The Joy of Schizophrenia (or, The Writing Life)
© 2003, Wendy Webb


      Tickety, tickety, tickety--stop. The computer keys fall silent. Fear grips me and I sit frozen in place, waiting. Waiting some more. An idea, finally, for my protagonist's response to a horrific element in the story:
      "Fear grips her. She stands frozen in place, unable to move. Waiting. Waiting some more."
      The dictionary describes schizophrenia as characterized in varying degrees by irrational thinking, disturbed emotions and bizarre behavior.
      Irrational thinking? Not me. Just because I deleted that last sentence, turned off the computer, and decided that cleaning under the refrigerator for the first time in eleven years is suddenly more important? C'mon. I'm as normal as the next writer. I simply needed something a little, well, manual, to get the creative process working again. There's nothing else I can do. Or is there?
      Disturbed emotions?
      They were wrong there too. Okay, okay. So I have a stack of true crime books, horror, and terrorist thrillers on the bedside table for a little pre-sleep reading. Doesn't everyone? Nothing wrong with that. Ditto the gargoyles, skulls and cardboard coffin in my office. Disturbed emotions? Nah. I wish I could say the same for the carpet cleaner that laid rubber in my driveway after a cursory glance around the place.
      Not to worry. A toothbrush took care of cleaning the driveway when Chapter 5 failed to meet my expectations.
      And what about this bizarre behavior stuff? Horse hockey. I write because I want to, because I have to. Nothing wrong with that. So I wrote:
      "She picked up her glasses by the--"
      Bridge? No? By the arm? Is it called an arm, a stem, what? Forget it. She doesn't need glasses anyway. Delete.
      "Her eyes widened."
      My eyes widen in sympathetic reaction.
      "She clenched her fist."
      I clench my fist, pound the keys and find that the words on the screen have taken on a Scandinavian feel. You know what I mean, a lot of consonants and vowels that don't make sense in the context. It doesn't really matter though, since my eyes have dried out from being sympathetic to my character, my vision blurred, and I'll never be able to blink again.
      Maybe now I can be a cover girl.
      I'd hunt for my glasses, but I don't know what to call the part that I'd be grabbing.
      Better to find something else to do for a while. See "irrational thinking" above. For lack of a better plan, I decided to look up "writer" in the same dictionary. The short, very short, definition includes the philosophical "one who writes." Hmm. And suddenly I know that there has to be more to this and, further, I've got to get out more. And I don't mean just to conventions.
      We writers lead a solitary life. Some looking in from the outside have even gone so far as to make the writer's life romantic. Can you believe that?

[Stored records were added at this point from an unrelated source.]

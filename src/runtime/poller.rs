/// Background run poller
///
/// Drains pending runs on a fixed interval: claim, execute, log, finish.
/// Runs in a batch are handled one after another, and every per-run failure is
/// logged and contained so the rest of the batch still proceeds. Cancellation
/// is only observed between ticks, never in the middle of a batch.

use crate::deadline::Deadline;
use crate::runtime::executor::ActionExecutor;
use crate::store::RunQueue;
use crate::workflow::types::{NewRunLog, RunStatus, WorkflowRun};
use chrono::Utc;
use std::sync::Arc;
use std::time::Duration;
use tokio::time::MissedTickBehavior;
use tokio_util::sync::CancellationToken;
use tracing::Span;

/// Poller cadence and limits
#[derive(Debug, Clone, Copy, PartialEq, Eq)]
pub struct PollerConfig {
    /// Time between ticks
    pub interval: Duration,
    /// Maximum runs claimed per tick
    pub batch_size: u32,
    /// Deadline for the store calls of a single run
    pub run_timeout: Duration,
}

impl Default for PollerConfig {
    fn default() -> Self {
        Self {
            interval: Duration::from_secs(2),
            batch_size: 10,
            run_timeout: Duration::from_secs(30),
        }
    }
}

/// What one tick did
#[derive(Debug, Default, Clone, Copy, PartialEq, Eq)]
pub struct TickSummary {
    /// Pending runs fetched
    pub fetched: usize,
    /// Runs that could not be claimed and were left pending
    pub skipped: usize,
    pub succeeded: usize,
    pub failed: usize,
}

enum RunResult {
    Skipped,
    Finished(RunStatus),
    /// Claimed, but the final status could not be written
    Unfinished,
}

/// Pending-run poller
pub struct Poller {
    queue: Arc<dyn RunQueue>,
    executor: Arc<dyn ActionExecutor>,
    config: PollerConfig,
    span: Span,
}

impl Poller {
    pub fn new(
        queue: Arc<dyn RunQueue>,
        executor: Arc<dyn ActionExecutor>,
        config: PollerConfig,
        span: Span,
    ) -> Self {
        Self {
            queue,
            executor,
            config,
            span,
        }
    }

    /// Tick until `cancel` fires
    ///
    /// The first batch is processed immediately. A batch in progress always
    /// completes before the loop checks for cancellation again.
    pub async fn run(&self, cancel: CancellationToken) {
        tracing::info!(
            parent: &self.span,
            "🔄 Poller started (interval: {:?}, batch: {})",
            self.config.interval,
            self.config.batch_size
        );

        // tokio rejects a zero period
        let period = self.config.interval.max(Duration::from_millis(1));
        let mut ticker = tokio::time::interval(period);
        ticker.set_missed_tick_behavior(MissedTickBehavior::Delay);

        loop {
            tokio::select! {
                biased;
                _ = cancel.cancelled() => break,
                _ = ticker.tick() => {}
            }

            self.process_once().await;
        }

        tracing::info!(parent: &self.span, "⏹️ Poller stopped");
    }

    /// Process one batch of pending runs, oldest first
    pub async fn process_once(&self) -> TickSummary {
        let mut summary = TickSummary::default();

        let deadline = Deadline::after(self.config.run_timeout);
        let runs = match deadline.run(self.queue.list_pending_runs(self.config.batch_size)).await {
            Ok(runs) => runs,
            Err(e) => {
                tracing::error!(parent: &self.span, "❌ Failed to list pending runs: {}", e);
                return summary;
            }
        };
        summary.fetched = runs.len();
        if !runs.is_empty() {
            tracing::debug!(parent: &self.span, "📋 Processing {} pending runs", runs.len());
        }

        for run in &runs {
            match self.process_run(run).await {
                RunResult::Skipped => summary.skipped += 1,
                RunResult::Finished(RunStatus::Success) => summary.succeeded += 1,
                RunResult::Finished(_) => summary.failed += 1,
                RunResult::Unfinished => {}
            }
        }

        summary
    }

    async fn process_run(&self, run: &WorkflowRun) -> RunResult {
        let deadline = Deadline::after(self.config.run_timeout);

        let started = match deadline.run(self.queue.start_run(&run.id, Utc::now())).await {
            Ok(started) => started,
            Err(e) => {
                tracing::error!(parent: &self.span, "❌ Failed to mark run {} running: {}", run.id, e);
                return RunResult::Skipped;
            }
        };

        let actions = match deadline.run(self.queue.list_actions_by_workflow(&started.workflow_id)).await {
            Ok(actions) => actions,
            Err(e) => {
                tracing::error!(parent: &self.span, "❌ Failed to list actions for workflow {}: {}", started.workflow_id, e);
                return self.finish(deadline, &started, RunStatus::Failed).await;
            }
        };

        let outcomes = self.executor.execute(&started, &actions).await;

        let mut status = RunStatus::Success;
        for outcome in outcomes {
            if !outcome.success {
                status = RunStatus::Failed;
            }

            let log = NewRunLog {
                run_id: started.id.clone(),
                action_id: outcome.action_id,
                action_position: outcome.action_position,
                success: outcome.success,
                message: outcome.message,
            };
            if let Err(e) = deadline.run(self.queue.insert_run_log(&log)).await {
                tracing::warn!(parent: &self.span, "⚠️ Failed to record log for action {} in run {}: {}", log.action_id, started.id, e);
            }
        }

        self.finish(deadline, &started, status).await
    }

    async fn finish(&self, deadline: Deadline, run: &WorkflowRun, status: RunStatus) -> RunResult {
        match deadline.run(self.queue.finish_run(&run.id, status, Utc::now())).await {
            Ok(finished) => {
                tracing::info!(parent: &self.span, "✅ Run {} finished: {}", finished.id, finished.status);
                RunResult::Finished(finished.status)
            }
            Err(e) => {
                tracing::error!(parent: &self.span, "❌ Failed to mark run {} {}: {}", run.id, status, e);
                RunResult::Unfinished
            }
        }
    }
}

They think that we sit around giving interviews to Barbara Walters, petting our rare breed dogs and brushing dust off our leather elbow patches. Little do they know that romance only enters the picture when our computer icons smile at us while the machine is booting.
      So I got out and went to, of course, a bookstore. Guess what I found. Books. Even magazines and newspapers. Lots and lots of them. And on a variety of topics outside what I prefer to write. Now this was a bit of shock considering that I'd isolated myself with my romantic computer and libidinous word processor to the point of toeing the edge of schizophrenia. Ideas were all over that store. New thoughts and perspectives peered out at me from shelves that didn't swim in black or red covers.

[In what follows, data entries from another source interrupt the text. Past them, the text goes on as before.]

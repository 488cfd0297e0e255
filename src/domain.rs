pub mod config;
pub use config::Config;

mod flatten;
pub use flatten::flatten;

mod name;
pub use name::EntryName;

mod node;
pub(crate) use node::sort_siblings;
pub use node::{Node, NodeKind, Paragraph, Section};

mod outline;
pub use outline::{Heading, TitlePosition, outline};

      And then I became very bold. I went to live theatre and watched characterizations unfold through dialogue and setting. Movies presented yet another angle. Suddenly I had to ask questions. What is that made me cry or laughs out loud, or was simply entertaining? What made it work, or not work?
      The writing.
      Hmmm.
      As if that wasn't enough, I started to study people. A mall, a restaurant, a park or even a public transportation port will do. I saw: A lady, jaw tight, coaxing a child to stand and walk while whispering in headed tones "Walk normal"; A man spewing forth biblical quotes while pushing a shopping cart filled with cardboard; A disabled child smiling at her parents for a newly received gift; An elderly man horrified that he set off the security alarm after buying intimate clothing for this wife.
      On and on it went until it occurred to me that getting out was important. Out there is grist for my writing mill. In reading outside my genre, in mediums other than the written word, and in people outside those I create in my mind, is a wealth of material I can draw on for future writing projects.
      Or I can go back to discovering the joys of cleaning the bathroom when my creativity runs dry. With that kind of choice, schizophrenia suddenly looks like a lot more fun. I wouldn't know for sure though. The unfinished manuscript waits for me, true, but the engine in my car needs to be built too. How long could it take? After that, I could move the fireplace and start a winery.
      Or maybe take the time to see what's happening all around me. You know, keep my eyes open, take a few notes, read something differently, and get out more often. Now there's an idea.
      Chapter Eight will be better for it?
      Schizophrenic? Me? No, but sometimes the lines aren't quite so clear any more. I'm working on it.